20 de Dezembro
A neve a cair lá fora era observada, através da janela de tom verde escuro gasto, por aqueles olhos claros tão grandes e tão atentos daquele rapaz de cabelos castanhos. Ia suspirando como quem estava farto de esperar, e essa era a fatal realidade: os seus pais tinham decidido sair em compras natalícias, levando a sua irmã mais nova, Floris, de 6 anos, e o deixar em casa sozinho no tédio. Ele bem que odiava esperas destas, não suportava não ter nada que fazer ou alguém com quem falar, achava já que as paredes tinham se fartado de o ouvir.Decidiu então ligar ao seu amigo.
- Oieee Lims, que tens feito da vida?
- Nada de interessante Jayme a não ser fixar paredes - suspirou - Desde que as aulas acabaram que eu não tenho nada para fazer!
- Mais vale não ter nada que fazer do que ter aulas Ishii! Pedir aquele inferno é que não.
- Já sabes o que vais fazer este Natal?
- Humm sei lá. Talvez dormir, fingir que o Pai Natal é que deixou as prendas para o meu irmão continuar a acreditar nesse velhote, comer chocolate e jogar Call Of Duty até me fartar.
- Não vais passar antes a conviver com a tua família e a falarem todos?
- Tu sabes como é que eles são, tudo o que fazem é conferir um ambiente propício para discussões. E eu também não sou grande fã da família reunida.
- Porquê?
- A minha família respira aparências e quando se juntam é para criticar ou comentar acerca uns dos outros. É só cochichos!
- Pois, realmente não é fácil assim gostar de passar tempo com eles.
- Quando me vêem é logo "oh Jay podias vestir-te melhor rapaz" - fez uma voz fina - ou "vê se te sabes comportar, olha a postura" e depois criticam o facto de eu não saber dar uso a todos aqueles garfos e facas e colheres e por aí adiante naqueles restaurantes chiques que insistem em ir duas vezes por ano "para continuarmos unidos". Unidos uma ova, é irritante. - comecei a rir - Não te rias! Não tem piada nenhuma.
- Nem eu sei dar uso a esse exército todo
- Ainda bem que não sou o único, ufa. Sejamos sinceros, para quê tanta coisa que basta só um de cada? E o que interessa é comer e não complicar essa tarefa.
- Sim.
- Bem, vou ter que desligar porque a minha mãe já está a fazer cara feia, byezito.
Agora o rapaz encontrava-se no mesmo dilema de à pouco: ou via a neve a cair ou via as paredes pálidas mais uma vez. Ouve-se a chave a entrar na porta e, pouco tempo depois, um furacão de camisola de lá vermelha e saia preta a correr descalça ao encontro do Ishii.
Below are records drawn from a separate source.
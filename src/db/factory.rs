//! Repository factory for dependency injection.
//!
//! This module provides utilities for creating and configuring repository
//! instances based on runtime configuration.

use std::str::FromStr;
use std::sync::Arc;

use super::repositories::LocalRepository;
#[cfg(feature = "postgres-repo")]
use super::repositories::{PostgresConfig, PostgresRepository};
use super::repository::{FullRepository, RepositoryError, RepositoryResult};

/// Repository type configuration.
#[derive(Debug, Clone, Copy, PartialEq, Eq)]
pub enum RepositoryType {
    /// Postgres + Diesel implementation
    Postgres,
    /// In-memory local repository
    Local,
}

impl FromStr for RepositoryType {
    type Err = String;

    fn from_str(s: &str) -> Result<Self, Self::Err> {
        match s.to_lowercase().as_str() {
            "postgres" | "pg" => Ok(Self::Postgres),
            "local" => Ok(Self::Local),
            _ => Err(format!("Unknown repository type: {}", s)),
        }
    }
}

impl RepositoryType {
    /// Get repository type from environment.
    ///
    /// Reads `REPOSITORY_TYPE`. Defaults to Postgres if a database URL is
    /// present, otherwise Local.
    pub fn from_env() -> Self {
        if let Ok(val) = std::env::var("REPOSITORY_TYPE") {
            return val.parse().unwrap_or(Self::Local);
        }

        if std::env::var("DATABASE_URL").is_ok() {
            Self::Postgres
        } else {
            Self::Local
        }
    }
}

/// Factory for creating repository instances.
pub struct RepositoryFactory;

impl RepositoryFactory {
    /// Create a repository instance based on type.
    ///
    /// # Arguments
    /// * `repo_type` - Type of repository to create
    ///
    /// # Returns
    /// * `Ok(Arc<dyn FullRepository>)` - Boxed repository instance
    /// * `Err(RepositoryError)` - If creation fails
    pub async fn create(repo_type: RepositoryType) -> RepositoryResult<Arc<dyn FullRepository>> {
        match repo_type {
            RepositoryType::Postgres => {
                #[cfg(feature = "postgres-repo")]
                {
                    let config = PostgresConfig::from_env()
                        .map_err(RepositoryError::configuration)?;
                    let pg = Self::create_postgres(&config).await?;
                    Ok(pg as Arc<dyn FullRepository>)
                }
                #[cfg(not(feature = "postgres-repo"))]
                {
                    Err(RepositoryError::configuration(
                        "Postgres repository feature not enabled",
                    ))
                }
            }
            RepositoryType::Local => Ok(Self::create_local()),
        }
    }

    /// Create a Postgres repository.
    #[cfg(feature = "postgres-repo")]
    pub async fn create_postgres(
        config: &PostgresConfig,
    ) -> RepositoryResult<Arc<PostgresRepository>> {
        let repo = PostgresRepository::new(config.clone())?;
        Ok(Arc::new(repo))
    }

    /// Create an in-memory local repository.
    pub fn create_local() -> Arc<dyn FullRepository> {
        Arc::new(LocalRepository::new())
    }

    /// Create a repository from environment configuration.
    pub async fn from_env() -> RepositoryResult<Arc<dyn FullRepository>> {
        Self::create(RepositoryType::from_env()).await
    }

    /// Create a repository from a parsed `salon.toml` configuration.
    pub async fn from_config(
        config: &super::repo_config::RepositoryConfig,
    ) -> RepositoryResult<Arc<dyn FullRepository>> {
        let repo_type = config
            .repository_type()
            .map_err(RepositoryError::configuration)?;
        match repo_type {
            RepositoryType::Local => Ok(Self::create_local()),
            RepositoryType::Postgres => {
                #[cfg(feature = "postgres-repo")]
                {
                    if config.postgres.database_url.is_empty() {
                        return Err(RepositoryError::configuration(
                            "postgres.database_url must be set",
                        ));
                    }
                    let pg_config = PostgresConfig {
                        database_url: config.postgres.database_url.clone(),
                        max_pool_size: config.postgres.max_connections,
                        connection_timeout_sec: config.postgres.connect_timeout,
                        max_retries: config.postgres.max_retries,
                        ..Default::default()
                    };
                    let repo = Self::create_postgres(&pg_config).await?;
                    Ok(repo as Arc<dyn FullRepository>)
                }
                #[cfg(not(feature = "postgres-repo"))]
                {
                    Err(RepositoryError::configuration(
                        "Postgres repository feature not enabled",
                    ))
                }
            }
        }
    }
}

#[cfg(test)]
mod tests {
    use super::*;

    #[test]
    fn test_repository_type_parsing() {
        assert_eq!("local".parse::<RepositoryType>(), Ok(RepositoryType::Local));
        assert_eq!(
            "postgres".parse::<RepositoryType>(),
            Ok(RepositoryType::Postgres)
        );
        assert_eq!("pg".parse::<RepositoryType>(), Ok(RepositoryType::Postgres));
        assert!("mongodb".parse::<RepositoryType>().is_err());
    }

    #[tokio::test]
    async fn test_from_config_local() {
        let config: crate::db::RepositoryConfig = toml::from_str(
            "[repository]\ntype = \"local\"\n",
        )
        .unwrap();
        let repo = RepositoryFactory::from_config(&config).await.unwrap();
        assert!(repo.health_check().await.unwrap());
    }

    #[tokio::test]
    async fn test_create_local() {
        let repo = RepositoryFactory::create(RepositoryType::Local)
            .await
            .unwrap();
        assert!(repo.health_check().await.unwrap());
    }
}
use std::path::PathBuf;
use std::process;

use clap::Parser;

use fasta_rarefy::composition::CompositionReport;
use fasta_rarefy::error::RarefyError;
use fasta_rarefy::fasta::read_fasta_records;

/// Overall length and base-composition statistics of a fasta file.
#[derive(Parser, Debug)]
#[command(name = "fasta-stats", version)]
struct Cli {
    /// A fasta file, aligned or not (optionally gzipped).
    #[arg(short = 'f', long = "file")]
    fasta: PathBuf,
}

fn run(cli: &Cli) -> Result<(), RarefyError> {
    let records = read_fasta_records(&cli.fasta)?;
    log::debug!("Read {} records from {}", records.len(), cli.fasta.display());

    let report = CompositionReport::from_records(&records)?;
    print!("{}", report.render(&cli.fasta.display().to_string()));
    Ok(())
}

fn main() {
    env_logger::Builder::from_env(env_logger::Env::default().default_filter_or("warn")).init();
    let cli = Cli::parse();

    if let Err(err) = run(&cli) {
        log::error!("{err}");
        process::exit(1);
    }
}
- Ishiiiiiiiiiiii - agarrou-se a ele e deu um abraço - Eu fiz a mãe comprar-me um chocolate!! - disse toda orgulhosa de si mesma com os olhos a brilhar.
- E para mim não há nada? - mostrou-se indignado.
- Haver há maninho mas eu vou ficar com ele!! - a rapariga de cabelos claros começa a correr em histeria, enquanto o irmão corria atrás dela, numa tentativa de a impedir de se apropriar do seu suposto chocolate - Vai ser meu!!
- Não, não vais sua peste. Volta aqui!!
A tarde foi assim passada entre risos e corridas com meias pela casa, levando a algumas quedas vergonhosas com os tapetes dos corredores.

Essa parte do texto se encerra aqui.